*AIM OF THE EXERCISE*: Whenever a line of the entries below holds the string "else", copy that line and return it.

*EXTRACTED RECORDS*:
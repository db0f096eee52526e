/// The escape character used in path expressions.
pub const ESCAPE_CHAR: char = '\\';

/// The characters that carry meaning inside a path expression and therefore
/// need escaping when they appear in field names, keys, or values.
pub const PATH_SPECIAL_CHARS: &[char] = &['.', '[', ']', '='];

/// Escape special characters in a string.
///
/// The escape character itself is doubled, and each character from
/// `specials` is prefixed with the escape character.
///
/// # Examples
///
/// ```
/// use jdocs_util::strings::{escape, PATH_SPECIAL_CHARS};
///
/// assert_eq!(escape("plain", PATH_SPECIAL_CHARS), "plain");
/// assert_eq!(escape("a.b", PATH_SPECIAL_CHARS), "a\\.b");
/// assert_eq!(escape("x[0]", PATH_SPECIAL_CHARS), "x\\[0\\]");
/// assert_eq!(escape("a\\b", PATH_SPECIAL_CHARS), "a\\\\b");
/// ```
pub fn escape(s: &str, specials: &[char]) -> String {
    if !s.contains(ESCAPE_CHAR) && !s.contains(specials) {
        return s.to_string();
    }
    let mut result = String::with_capacity(s.len() + 4);
    for ch in s.chars() {
        if ch == ESCAPE_CHAR || specials.contains(&ch) {
            result.push(ESCAPE_CHAR);
        }
        result.push(ch);
    }
    result
}

/// Unescape a string previously escaped with [`escape`].
///
/// A leading escape character is dropped before any character from
/// `specials` or before the escape character itself; an escape character
/// followed by anything else is kept as-is.
///
/// # Examples
///
/// ```
/// use jdocs_util::strings::{unescape, PATH_SPECIAL_CHARS};
///
/// assert_eq!(unescape("a\\.b", PATH_SPECIAL_CHARS), "a.b");
/// assert_eq!(unescape("x\\[0\\]", PATH_SPECIAL_CHARS), "x[0]");
/// assert_eq!(unescape("a\\\\b", PATH_SPECIAL_CHARS), "a\\b");
/// assert_eq!(unescape("plain", PATH_SPECIAL_CHARS), "plain");
/// ```
pub fn unescape(s: &str, specials: &[char]) -> String {
    if !s.contains(ESCAPE_CHAR) {
        return s.to_string();
    }
    let mut result = String::with_capacity(s.len());
    let mut chars = s.chars().peekable();
    while let Some(ch) = chars.next() {
        if ch == ESCAPE_CHAR {
            match chars.peek() {
                Some(&next) if next == ESCAPE_CHAR || specials.contains(&next) => {
                    result.push(next);
                    chars.next();
                }
                _ => result.push(ch),
            }
        } else {
            result.push(ch);
        }
    }
    result
}

#[cfg(test)]
mod tests {
    use super::*;

    #[test]
    fn test_escape_plain() {
        assert_eq!(escape("hello", PATH_SPECIAL_CHARS), "hello");
    }

    #[test]
    fn test_escape_empty() {
        assert_eq!(escape("", PATH_SPECIAL_CHARS), "");
    }

    #[test]
    fn test_escape_dot() {
        assert_eq!(escape("a.b.c", PATH_SPECIAL_CHARS), "a\\.b\\.c");
    }

    #[test]
    fn test_escape_brackets() {
        assert_eq!(escape("f[2]", PATH_SPECIAL_CHARS), "f\\[2\\]");
    }

    #[test]
    fn test_escape_equals() {
        assert_eq!(escape("k=v", PATH_SPECIAL_CHARS), "k\\=v");
    }

    #[test]
    fn test_escape_backslash() {
        assert_eq!(escape("a\\b", PATH_SPECIAL_CHARS), "a\\\\b");
    }

    #[test]
    fn test_unescape_leaves_unknown_escape() {
        assert_eq!(unescape("a\\xb", PATH_SPECIAL_CHARS), "a\\xb");
    }

    #[test]
    fn test_unescape_trailing_escape() {
        assert_eq!(unescape("a\\", PATH_SPECIAL_CHARS), "a\\");
    }

    #[test]
    fn test_roundtrip() {
        let inputs = ["", "plain", "a.b", "x[0]=y", "mixed.\\[=]", "日本語.txt"];
        for input in inputs {
            let escaped = escape(input, PATH_SPECIAL_CHARS);
            assert_eq!(
                unescape(&escaped, PATH_SPECIAL_CHARS),
                input,
                "failed roundtrip for: {:?}",
                input
            );
        }
    }
}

*RESPONSE FOR THIS EXERCISE*:
/// followed by anything else is kept as-is.
        } else {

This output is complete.